*** Opening Records shown ***

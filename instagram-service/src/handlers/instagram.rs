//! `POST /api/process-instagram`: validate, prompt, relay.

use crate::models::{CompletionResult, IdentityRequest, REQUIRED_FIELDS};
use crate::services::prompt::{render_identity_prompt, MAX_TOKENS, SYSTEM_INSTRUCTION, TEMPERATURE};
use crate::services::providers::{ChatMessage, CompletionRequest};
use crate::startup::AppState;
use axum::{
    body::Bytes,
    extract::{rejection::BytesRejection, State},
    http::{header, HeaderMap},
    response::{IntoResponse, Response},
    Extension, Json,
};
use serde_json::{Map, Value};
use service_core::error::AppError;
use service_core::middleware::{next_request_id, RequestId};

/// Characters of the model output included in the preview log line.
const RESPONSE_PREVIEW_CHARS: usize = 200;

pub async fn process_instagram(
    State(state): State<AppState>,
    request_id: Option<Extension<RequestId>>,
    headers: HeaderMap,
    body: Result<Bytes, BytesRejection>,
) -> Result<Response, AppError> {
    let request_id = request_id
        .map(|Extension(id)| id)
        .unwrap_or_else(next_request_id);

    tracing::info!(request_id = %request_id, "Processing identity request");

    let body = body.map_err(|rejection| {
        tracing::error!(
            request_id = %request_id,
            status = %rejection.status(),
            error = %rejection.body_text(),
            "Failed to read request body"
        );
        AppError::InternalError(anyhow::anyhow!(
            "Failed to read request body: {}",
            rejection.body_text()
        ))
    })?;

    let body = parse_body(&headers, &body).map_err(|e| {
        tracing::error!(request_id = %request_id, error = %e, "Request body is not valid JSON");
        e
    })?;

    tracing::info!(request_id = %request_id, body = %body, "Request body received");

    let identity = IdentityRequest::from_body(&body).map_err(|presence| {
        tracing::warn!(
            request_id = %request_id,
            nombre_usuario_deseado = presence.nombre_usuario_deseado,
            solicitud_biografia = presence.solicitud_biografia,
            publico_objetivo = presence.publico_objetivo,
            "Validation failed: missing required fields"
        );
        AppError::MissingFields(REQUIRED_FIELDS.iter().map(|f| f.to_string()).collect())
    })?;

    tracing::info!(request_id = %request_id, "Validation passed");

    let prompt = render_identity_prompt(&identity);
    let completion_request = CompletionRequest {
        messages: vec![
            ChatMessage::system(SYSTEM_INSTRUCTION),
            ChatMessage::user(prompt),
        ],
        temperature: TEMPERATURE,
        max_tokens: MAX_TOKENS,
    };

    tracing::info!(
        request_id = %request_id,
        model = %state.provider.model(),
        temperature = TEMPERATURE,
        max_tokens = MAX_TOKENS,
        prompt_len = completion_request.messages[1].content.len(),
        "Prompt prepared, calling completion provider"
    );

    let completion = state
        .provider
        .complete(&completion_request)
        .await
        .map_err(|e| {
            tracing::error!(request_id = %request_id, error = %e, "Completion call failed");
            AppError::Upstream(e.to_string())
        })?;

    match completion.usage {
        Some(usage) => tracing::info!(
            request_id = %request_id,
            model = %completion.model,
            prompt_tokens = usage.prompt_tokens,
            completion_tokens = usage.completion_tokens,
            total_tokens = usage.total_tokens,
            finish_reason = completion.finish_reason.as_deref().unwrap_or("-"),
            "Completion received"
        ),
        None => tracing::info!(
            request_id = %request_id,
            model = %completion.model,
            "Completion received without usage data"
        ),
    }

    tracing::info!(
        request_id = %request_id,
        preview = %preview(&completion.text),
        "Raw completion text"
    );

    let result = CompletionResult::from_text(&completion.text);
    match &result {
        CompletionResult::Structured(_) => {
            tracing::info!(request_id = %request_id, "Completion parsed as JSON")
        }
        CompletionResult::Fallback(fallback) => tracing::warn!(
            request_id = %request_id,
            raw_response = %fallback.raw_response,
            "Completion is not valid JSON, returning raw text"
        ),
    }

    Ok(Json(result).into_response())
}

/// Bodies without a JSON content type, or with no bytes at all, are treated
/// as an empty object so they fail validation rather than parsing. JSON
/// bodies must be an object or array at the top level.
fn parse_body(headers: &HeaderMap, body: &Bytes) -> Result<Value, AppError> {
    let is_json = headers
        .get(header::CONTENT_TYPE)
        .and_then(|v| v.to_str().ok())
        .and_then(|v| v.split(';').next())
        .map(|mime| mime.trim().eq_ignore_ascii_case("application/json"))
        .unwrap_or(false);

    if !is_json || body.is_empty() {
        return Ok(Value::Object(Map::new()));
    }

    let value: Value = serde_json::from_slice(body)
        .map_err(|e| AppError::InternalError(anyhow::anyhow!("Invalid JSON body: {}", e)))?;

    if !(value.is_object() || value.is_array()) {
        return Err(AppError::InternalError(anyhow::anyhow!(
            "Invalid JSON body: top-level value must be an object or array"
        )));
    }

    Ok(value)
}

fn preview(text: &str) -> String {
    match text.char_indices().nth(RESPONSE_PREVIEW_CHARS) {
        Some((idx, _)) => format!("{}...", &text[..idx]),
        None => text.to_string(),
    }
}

*** Closing Records shown ***

Instructions for the task — Output the records once more, exactly as they stand.

Response —
filename instagram-service/src/handlers/instagram.rs
//! `POST /api/process-instagram`: validate, prompt, relay.

use crate::models::{CompletionResult, IdentityRequest, REQUIRED_FIELDS};
use crate::services::prompt::{render_identity_prompt, MAX_TOKENS, SYSTEM_INSTRUCTION, TEMPERATURE};
use crate::services::providers::{ChatMessage, CompletionRequest};
use crate::startup::AppState;
use axum::{
    body::Bytes,
    extract::{rejection::BytesRejection, State},
    http::{header, HeaderMap},
    response::{IntoResponse, Response},
    Extension, Json,
};
use serde_json::{Map, Value};
use service_core::error::AppError;
use service_core::middleware::{next_request_id, RequestId};

/// Characters of the model output included in the preview log line.
const RESPONSE_PREVIEW_CHARS: usize = 200;

pub async fn process_instagram(
    State(state): State<AppState>,
    request_id: Option<Extension<RequestId>>,
    headers: HeaderMap,
    body: Result<Bytes, BytesRejection>,
) -> Result<Response, AppError> {
    let request_id = request_id
        .map(|Extension(id)| id)
        .unwrap_or_else(next_request_id);

    tracing::info!(request_id = %request_id, "Processing identity request");

    let body = body.map_err(|rejection| {
        tracing::error!(
            request_id = %request_id,
            status = %rejection.status(),
            error = %rejection.body_text(),
            "Failed to read request body"
        );
        AppError::InternalError(anyhow::anyhow!(
            "Failed to read request body: {}",
            rejection.body_text()
        ))
    })?;

    let body = parse_body(&headers, &body).map_err(|e| {
        tracing::error!(request_id = %request_id, error = %e, "Request body is not valid JSON");
        e
    })?;

    tracing::info!(request_id = %request_id, body = %body, "Request body received");

    let identity = IdentityRequest::from_body(&body).map_err(|presence| {
        tracing::warn!(
            request_id = %request_id,
            nombre_usuario_deseado = presence.nombre_usuario_deseado,
            solicitud_biografia = presence.solicitud_biografia,
            publico_objetivo = presence.publico_objetivo,
            "Validation failed: missing required fields"
        );
        AppError::MissingFields(REQUIRED_FIELDS.iter().map(|f| f.to_string()).collect())
    })?;

    tracing::info!(request_id = %request_id, "Validation passed");

    let prompt = render_identity_prompt(&identity);
    let completion_request = CompletionRequest {
        messages: vec![
            ChatMessage::system(SYSTEM_INSTRUCTION),
            ChatMessage::user(prompt),
        ],
        temperature: TEMPERATURE,
        max_tokens: MAX_TOKENS,
    };

    tracing::info!(
        request_id = %request_id,
        model = %state.provider.model(),
        temperature = TEMPERATURE,
        max_tokens = MAX_TOKENS,
        prompt_len = completion_request.messages[1].content.len(),
        "Prompt prepared, calling completion provider"
    );

    let completion = state
        .provider
        .complete(&completion_request)
        .await
        .map_err(|e| {
            tracing::error!(request_id = %request_id, error = %e, "Completion call failed");
            AppError::Upstream(e.to_string())
        })?;

    match completion.usage {
        Some(usage) => tracing::info!(
            request_id = %request_id,
            model = %completion.model,
            prompt_tokens = usage.prompt_tokens,
            completion_tokens = usage.completion_tokens,
            total_tokens = usage.total_tokens,
            finish_reason = completion.finish_reason.as_deref().unwrap_or("-"),
            "Completion received"
        ),
        None => tracing::info!(
            request_id = %request_id,
            model = %completion.model,
            "Completion received without usage data"
        ),
    }

    tracing::info!(
        request_id = %request_id,
        preview = %preview(&completion.text),
        "Raw completion text"
    );

    let result = CompletionResult::from_text(&completion.text);
    match &result {
        CompletionResult::Structured(_) => {
            tracing::info!(request_id = %request_id, "Completion parsed as JSON")
        }
        CompletionResult::Fallback(fallback) => tracing::warn!(
            request_id = %request_id,
            raw_response = %fallback.raw_response,
            "Completion is not valid JSON, returning raw text"
        ),
    }

    Ok(Json(result).into_response())
}

/// Bodies without a JSON content type, or with no bytes at all, are treated
/// as an empty object so they fail validation rather than parsing. JSON
/// bodies must be an object or array at the top level.
fn parse_body(headers: &HeaderMap, body: &Bytes) -> Result<Value, AppError> {
    let is_json = headers
        .get(header::CONTENT_TYPE)
        .and_then(|v| v.to_str().ok())
        .and_then(|v| v.split(';').next())
        .map(|mime| mime.trim().eq_ignore_ascii_case("application/json"))
        .unwrap_or(false);

    if !is_json || body.is_empty() {
        return Ok(Value::Object(Map::new()));
    }

    let value: Value = serde_json::from_slice(body)
        .map_err(|e| AppError::InternalError(anyhow::anyhow!("Invalid JSON body: {}", e)))?;

    if !(value.is_object() || value.is_array()) {
        return Err(AppError::InternalError(anyhow::anyhow!(
            "Invalid JSON body: top-level value must be an object or array"
        )));
    }

    Ok(value)
}

fn preview(text: &str) -> String {
    match text.char_indices().nth(RESPONSE_PREVIEW_CHARS) {
        Some((idx, _)) => format!("{}...", &text[..idx]),
        None => text.to_string(),
    }
}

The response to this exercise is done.